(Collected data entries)

────────

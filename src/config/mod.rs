//! Configuration system for slashpick.
//!
//! Settings are read from a TOML file and can be overridden from the
//! command line. Every field has a default, so a missing or partial file is
//! fine.
//!
//! # Example
//!
//! ```
//! use slashpick::config::Config;
//! use slashpick::query::Truthiness;
//!
//! let config = Config::default();
//! assert_eq!(config.truthiness, Truthiness::Loose);
//! assert!(config.pretty);
//!
//! let custom = Config {
//!     truthiness: Truthiness::Strict,
//!     ..Config::default()
//! };
//! ```

use crate::query::Truthiness;
use serde::{Deserialize, Serialize};
use std::path::PathBuf;

/// Configuration for slashpick.
///
/// # Fields
///
/// * `truthiness` - Which values are dropped while distributing over arrays (default: loose)
/// * `pretty` - Pretty-print JSON output (default: true)
/// * `indent_size` - Spaces per indentation level when pretty-printing (default: 2)
/// * `store_dir` - Directory searched for documents fetched by name (default: none)
#[derive(Debug, Clone, PartialEq, Serialize, Deserialize)]
pub struct Config {
    /// Filtering policy for empty values
    #[serde(default)]
    pub truthiness: Truthiness,

    /// Pretty-print JSON output
    #[serde(default = "default_pretty")]
    pub pretty: bool,

    /// Number of spaces per indentation level
    #[serde(default = "default_indent_size")]
    pub indent_size: usize,

    /// Default document store directory
    #[serde(default, skip_serializing_if = "Option::is_none")]
    pub store_dir: Option<PathBuf>,
}

fn default_pretty() -> bool {
    true
}

fn default_indent_size() -> usize {
    2
}

impl Default for Config {
    fn default() -> Self {
        Self {
            truthiness: Truthiness::default(),
            pretty: default_pretty(),
            indent_size: default_indent_size(),
            store_dir: None,
        }
    }
}

impl Config {
    /// Returns the path to the config file.
    ///
    /// Uses `~/.config/slashpick/config.toml` on all platforms.
    pub fn config_path() -> Option<PathBuf> {
        dirs::home_dir().map(|mut path| {
            path.push(".config");
            path.push("slashpick");
            path.push("config.toml");
            path
        })
    }

    /// Loads configuration from the default config file.
    ///
    /// Returns the default configuration if the file doesn't exist or can't be read.
    pub fn load() -> Self {
        match Self::config_path() {
            Some(path) => Self::load_from(&path),
            None => Self::default(),
        }
    }

    /// Loads configuration from `path`, falling back to defaults.
    pub fn load_from(path: &std::path::Path) -> Self {
        if !path.exists() {
            return Self::default();
        }

        match std::fs::read_to_string(path) {
            Ok(contents) => toml::from_str(&contents).unwrap_or_else(|err| {
                log::warn!("Ignoring invalid config {}: {}", path.display(), err);
                Self::default()
            }),
            Err(_) => Self::default(),
        }
    }

    /// Saves configuration to the default config file.
    ///
    /// Creates the config directory if it doesn't exist.
    pub fn save(&self) -> anyhow::Result<()> {
        let config_path = Self::config_path()
            .ok_or_else(|| anyhow::anyhow!("Could not determine config directory"))?;
        self.save_to(&config_path)
    }

    /// Saves configuration to `path`.
    pub fn save_to(&self, path: &std::path::Path) -> anyhow::Result<()> {
        if let Some(parent) = path.parent() {
            std::fs::create_dir_all(parent)?;
        }

        let toml_string = toml::to_string_pretty(self)?;
        std::fs::write(path, toml_string)?;

        Ok(())
    }
}
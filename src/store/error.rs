//! Error types for document retrieval.

use std::fmt;

/// Errors that can occur while fetching a named document.
#[derive(Debug, Clone, PartialEq, Eq)]
pub enum StoreError {
    /// The name is empty or would escape the store.
    InvalidName(String),
    /// No document is stored under the name.
    NotFound(String),
    /// The document exists but could not be read or parsed.
    Load { name: String, message: String },
}

impl fmt::Display for StoreError {
    fn fmt(&self, f: &mut fmt::Formatter<'_>) -> fmt::Result {
        match self {
            StoreError::InvalidName(name) => write!(f, "Invalid document name '{}'", name),
            StoreError::NotFound(name) => write!(f, "Document '{}' not found", name),
            StoreError::Load { name, message } => {
                write!(f, "Failed to load document '{}': {}", name, message)
            }
        }
    }
}

impl std::error::Error for StoreError {}
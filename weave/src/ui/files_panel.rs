//! Workspace files sidebar.
//!
//! Each entry shows a badge comparing it with the baseline from history:
//! `A` (no baseline), `M` (differs), blank (unchanged).

use ratatui::{
    layout::Rect,
    style::Style,
    text::{Line, Span},
    widgets::{List, ListItem},
    Frame,
};

use crate::theme::Theme;
use crate::ui::layout::panel_block;
use crate::ui::{FileBadge, FileEntry};

pub fn render_files(frame: &mut Frame, area: Rect, files: &[FileEntry], theme: &Theme) {
    let title = if files.is_empty() {
        "Files".to_owned()
    } else {
        format!("Files ({})", files.len())
    };
    let block = panel_block(&title, false, theme);

    let items: Vec<ListItem> = if files.is_empty() {
        vec![ListItem::new(Line::raw("No files yet"))]
    } else {
        files.iter().map(|f| file_item(f, theme)).collect()
    };
    frame.render_widget(List::new(items).block(block), area);
}

fn file_item(entry: &FileEntry, theme: &Theme) -> ListItem<'static> {
    let (badge, color) = match entry.badge {
        FileBadge::Added => ("A ", theme.diff_added),
        FileBadge::Modified => ("M ", theme.toast_warning),
        FileBadge::Unchanged => ("  ", theme.diff_context),
    };
    ListItem::new(Line::from(vec![
        Span::styled(badge, Style::default().fg(color)),
        Span::raw(entry.path.clone()),
    ]))
}
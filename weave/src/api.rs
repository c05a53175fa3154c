//! HTTP side of the backend: model list and image upload.

use reqwest::multipart::{Form, Part};
use weave_core::config::Settings;
use weave_core::error::UploadError;
use weave_core::types::ModelOption;
use weave_core::upload::PendingFile;

#[derive(Debug, thiserror::Error)]
pub enum ApiError {
    #[error("http error: {0}")]
    Http(#[from] reqwest::Error),

    #[error("unexpected response: {0}")]
    Format(String),
}

#[derive(Debug, Clone)]
pub struct ApiClient {
    http: reqwest::Client,
    models_url: String,
    upload_url: String,
    token: Option<String>,
}

impl ApiClient {
    pub fn new(settings: &Settings) -> Self {
        Self {
            http: reqwest::Client::new(),
            models_url: settings.api_url("/api/model/list"),
            upload_url: settings.api_url("/api/upload"),
            token: settings.token.clone(),
        }
    }

    fn authorize(&self, req: reqwest::RequestBuilder) -> reqwest::RequestBuilder {
        match self.token.as_deref() {
            Some(token) => req.bearer_auth(token),
            None => req,
        }
    }

    /// Fetches the selectable models.
    ///
    /// # Errors
    ///
    /// Returns [`ApiError::Http`] on transport or status failure and
    /// [`ApiError::Format`] when the body is not an array of models.
    pub async fn fetch_models(&self) -> Result<Vec<ModelOption>, ApiError> {
        let body: serde_json::Value = self
            .authorize(self.http.get(&self.models_url))
            .send()
            .await?
            .error_for_status()?
            .json()
            .await?;
        if !body.is_array() {
            return Err(ApiError::Format("model list is not an array".to_owned()));
        }
        serde_json::from_value(body).map_err(|e| ApiError::Format(e.to_string()))
    }

    /// Uploads one image and returns the URL the backend stored it under.
    ///
    /// # Errors
    ///
    /// Returns [`UploadError::Failed`] for unreadable files, HTTP failures and
    /// responses without a `url` field.
    pub async fn upload(&self, file: PendingFile) -> Result<String, UploadError> {
        let fail = |reason: String| UploadError::Failed { name: file.name.clone(), reason };

        let bytes = tokio::fs::read(&file.local_path)
            .await
            .map_err(|e| fail(e.to_string()))?;
        let part = Part::bytes(bytes)
            .file_name(file.name.clone())
            .mime_str(&file.media_type)
            .map_err(|e| fail(e.to_string()))?;
        let form = Form::new().part("file", part);

        let body: serde_json::Value = self
            .authorize(self.http.post(&self.upload_url))
            .multipart(form)
            .send()
            .await
            .and_then(reqwest::Response::error_for_status)
            .map_err(|e| fail(e.to_string()))?
            .json()
            .await
            .map_err(|e| fail(e.to_string()))?;

        body.get("url")
            .and_then(serde_json::Value::as_str)
            .map(str::to_owned)
            .ok_or_else(|| fail("response has no url".to_owned()))
    }
}
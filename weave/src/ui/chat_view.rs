//! Conversation panel.
//!
//! Messages are flattened into pre-wrapped display rows so the scroll math
//! knows the exact line count. Artifact markup is folded: a file action shows
//! as one `▸ path` row instead of the whole file body.

use std::time::Instant;

use ratatui::{
    layout::Rect,
    style::{Modifier, Style},
    text::Line,
    widgets::Paragraph,
    Frame,
};
use unicode_width::UnicodeWidthChar;
use weave_core::types::{Message, Role};

use crate::app::AppState;
use crate::theme::Theme;
use crate::ui::layout::{inner_rect, panel_block, spinner_frame};
use crate::ui::SessionView;

/// Semantic class of a display row, mapped to a theme color at render time.
#[derive(Debug, Clone, Copy, PartialEq, Eq)]
pub enum RowStyle {
    Header(Role),
    Body(Role),
    Artifact,
}

#[derive(Debug, Clone, PartialEq, Eq)]
pub struct DisplayRow {
    pub text: String,
    pub style: RowStyle,
}

fn attr<'a>(tag: &'a str, name: &str) -> Option<&'a str> {
    let key = format!("{name}=\"");
    let start = tag.find(&key)? + key.len();
    let len = tag[start..].find('"')?;
    Some(&tag[start..start + len])
}

/// Flattens one message into logical rows (before wrapping).
pub fn message_rows(message: &Message) -> Vec<DisplayRow> {
    let header = match message.role {
        Role::User => "you",
        Role::Assistant => "assistant",
        Role::System => "system",
    };
    let mut rows = vec![DisplayRow { text: header.to_owned(), style: RowStyle::Header(message.role) }];
    if let Some(attachments) = message.attachments.as_deref() {
        for a in attachments {
            rows.push(DisplayRow { text: format!("  [image] {}", a.name), style: RowStyle::Artifact });
        }
    }

    let mut in_file = false;
    for line in message.content.lines() {
        let trimmed = line.trim_start();
        if in_file {
            if trimmed.contains("</boltAction>") {
                in_file = false;
            }
            continue;
        }
        if trimmed.starts_with("<boltArtifact") {
            let title = attr(trimmed, "title").unwrap_or("artifact");
            rows.push(DisplayRow { text: format!("▾ {title}"), style: RowStyle::Artifact });
        } else if trimmed.starts_with("</boltArtifact>") {
            continue;
        } else if trimmed.starts_with("<boltAction") {
            match attr(trimmed, "type") {
                Some("file") => {
                    let path = attr(trimmed, "filePath").unwrap_or("?");
                    rows.push(DisplayRow { text: format!("  ▸ {path}"), style: RowStyle::Artifact });
                    in_file = !trimmed.contains("</boltAction>");
                }
                _ => {
                    let command = trimmed
                        .split_once('>')
                        .map_or("", |(_, rest)| rest)
                        .trim_end_matches("</boltAction>")
                        .trim();
                    rows.push(DisplayRow { text: format!("  $ {command}"), style: RowStyle::Artifact });
                }
            }
        } else {
            rows.push(DisplayRow { text: line.to_owned(), style: RowStyle::Body(message.role) });
        }
    }
    rows
}

/// Splits `text` into chunks no wider than `width` terminal columns.
///
/// A double-width glyph that would straddle the edge moves to the next row.
pub fn wrap(text: &str, width: usize) -> Vec<String> {
    if width == 0 || text.is_empty() {
        return vec![text.to_owned()];
    }
    let mut rows = Vec::new();
    let mut current = String::new();
    let mut used = 0;
    for c in text.chars() {
        let w = c.width().unwrap_or(0);
        if used + w > width && !current.is_empty() {
            rows.push(std::mem::take(&mut current));
            used = 0;
        }
        current.push(c);
        used += w;
    }
    rows.push(current);
    rows
}

fn row_style(style: RowStyle, theme: &Theme) -> Style {
    match style {
        RowStyle::Header(role) => Style::default().fg(theme.role(role)).add_modifier(Modifier::BOLD),
        RowStyle::Body(role) => Style::default().fg(theme.role(role)),
        RowStyle::Artifact => Style::default().fg(theme.artifact),
    }
}

pub fn render_chat(
    frame: &mut Frame,
    area: Rect,
    state: &mut AppState,
    view: &SessionView<'_>,
    theme: &Theme,
) {
    let block = panel_block("Chat", true, theme);
    let inner = inner_rect(area);
    frame.render_widget(block, area);

    let width = usize::from(inner.width);
    let mut lines: Vec<Line> = Vec::new();
    for message in view.messages.iter().filter(|m| m.role != Role::System) {
        for row in message_rows(message) {
            let style = row_style(row.style, theme);
            lines.extend(wrap(&row.text, width).into_iter().map(|t| Line::styled(t, style)));
        }
        lines.push(Line::raw(""));
    }
    if view.loading {
        lines.push(Line::styled(format!("{} …", spinner_frame()), Style::default().fg(theme.spinner)));
    }
    if lines.is_empty() {
        lines.push(Line::styled(
            "Ask for something to build. Press ? for help.",
            Style::default().fg(theme.system),
        ));
    }

    let offset = state
        .chat_scroll
        .resolve(lines.len(), usize::from(inner.height), Instant::now());
    let visible: Vec<Line> = lines.into_iter().skip(offset).take(usize::from(inner.height)).collect();
    frame.render_widget(Paragraph::new(visible), inner);
}

#[cfg(test)]
mod tests {
    use super::*;

    #[test]
    fn file_actions_fold_to_one_row() {
        let msg = Message::with_id(
            "a",
            Role::Assistant,
            "Done.\n<boltArtifact id=\"x\" title=\"Todo\">\n<boltAction type=\"file\" filePath=\"src/a.js\">\nline 1\nline 2\n</boltAction>\n<boltAction type=\"shell\">npm install</boltAction>\n</boltArtifact>",
        );
        let texts: Vec<String> = message_rows(&msg).into_iter().map(|r| r.text).collect();
        assert_eq!(texts, ["assistant", "Done.", "▾ Todo", "  ▸ src/a.js", "  $ npm install"]);
    }

    #[test]
    fn wrap_splits_on_char_boundaries() {
        assert_eq!(wrap("abcdé", 2), ["ab", "cd", "é"]);
        assert_eq!(wrap("", 4), [""]);
    }

    #[test]
    fn wrap_measures_display_width() {
        assert_eq!(wrap("日本語テキスト", 4), ["日本", "語テ", "キス", "ト"]);
        assert_eq!(wrap("a日本", 4), ["a日", "本"]);
    }
}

────────

Instructions to follow :: In the data above, which lines have "area"? Report each of them.

Exercise response ::
pub fn render_files(frame: &mut Frame, area: Rect, files: &[FileEntry], theme: &Theme) {
    frame.render_widget(List::new(items).block(block), area);
    area: Rect,
    let inner = inner_rect(area);
    frame.render_widget(block, area);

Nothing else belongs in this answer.